Proses Erupsi Gunung Api
Daryono menjelaskan bahwa erupsi gunung api merupakan bagian dari dinamika internal Bumi yang melibatkan pelepasan energi endogenik dalam skala besar. Proses ini terjadi jauh di bawah permukaan Bumi dan tidak dapat disimulasikan atau dikendalikan dengan teknologi buatan manusia.

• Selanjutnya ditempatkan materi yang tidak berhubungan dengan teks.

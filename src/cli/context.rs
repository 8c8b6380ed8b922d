use std::path::PathBuf;
use std::time::Duration;

use crate::adapters::http::github_key_fetcher::GithubKeyFetcher;
use crate::adapters::params::file_param_store::FileParamStore;
use crate::cli::Cli;
use crate::config::app_config::{self, AppConfig};
use crate::core::errors::{KeylinkError, Result};

/// Settings every command runs with: the config file merged with
/// command-line overrides.
#[derive(Debug, Clone)]
pub struct Context {
    pub params_dir: PathBuf,
    pub host: String,
    pub timeout: Duration,
}

impl Context {
    /// Load the config file and apply the global flags on top of it.
    pub fn resolve(args: &Cli) -> Result<Self> {
        let config = AppConfig::load(args.config.as_deref())?;

        let params_dir = match &args.params_dir {
            Some(dir) => dir.clone(),
            None => config.params_dir()?,
        };
        let host = args
            .host
            .clone()
            .unwrap_or_else(|| config.github.host.clone());
        app_config::validate_host(&host)?;
        let timeout_secs = args.timeout.unwrap_or(config.github.timeout_secs);
        if timeout_secs == 0 {
            return Err(KeylinkError::InvalidConfig {
                detail: "timeout must be at least 1 second".into(),
            });
        }

        let ctx = Self {
            params_dir,
            host,
            timeout: Duration::from_secs(timeout_secs),
        };
        tracing::debug!(?ctx, "resolved context");
        Ok(ctx)
    }

    pub fn param_store(&self) -> FileParamStore {
        FileParamStore::new(self.params_dir.clone())
    }

    pub fn fetcher(&self) -> Result<GithubKeyFetcher> {
        GithubKeyFetcher::new(&self.host, self.timeout)
    }
}
use crate::cli::context::Context;
use crate::cli::output;
use crate::core::errors::Result;
use crate::core::models::link_state::LinkState;
use crate::core::services::link_service::{LinkEvent, LinkService};

/// Execute the `keylink unlink` command.
///
/// Unlinking never fetches, so the click goes straight to the service
/// without a session, HTTP client or runtime.
pub fn execute(ctx: &Context) -> Result<()> {
    let mut service = LinkService::new(ctx.param_store())?;
    let LinkState::Linked { username } = service.state().clone() else {
        output::warning("No account linked.");
        return Ok(());
    };

    service.handle(LinkEvent::Clicked)?;

    output::success(&format!("Unlinked {username}"));
    println!("\n  Its keys no longer grant SSH access to this device.");
    Ok(())
}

“Dalam terminologi geologi, tektonik, dan geofisika, erupsi gunung api merupakan pelepasan energi endogenik Bumi berskala sangat masif yang mustahil disimulasi, dibangkitkan, atau dikendalikan oleh teknologi buatan manusia mana pun,” ujar Daryono pada Selasa (8/9/2026).
Sumber Energi Erupsi
Daryono menjelaskan bahwa energi yang mendorong proses erupsi berasal dari dinamika mantel Bumi yang terletak di kedalaman puluhan hingga ratusan kilometer di bawah permukaan. Magma bergerak ke atas terutama karena gaya apung yang dihasilkan dari densitasnya yang lebih rendah dibandingkan dengan batuan di sekitarnya, serta akumulasi tekanan gas seperti uap air, karbon dioksida, dan sulfur dioksida.
Tekanan dalam sistem magma dapat mencapai tingkat yang sangat tinggi. Oleh karena itu, Daryono menyatakan bahwa tidak ada mekanisme teknologi yang masuk akal untuk sengaja mengubah tekanan fluida silikat di kedalaman tersebut guna memicu erupsi. “Tidak ada teknologi gelombang elektromagnetik maupun ledakan buatan manusia yang sanggup menembus kedalaman kerak Bumi untuk mengubah tekanan fluida silikat tersebut secara sengaja,” tambahnya.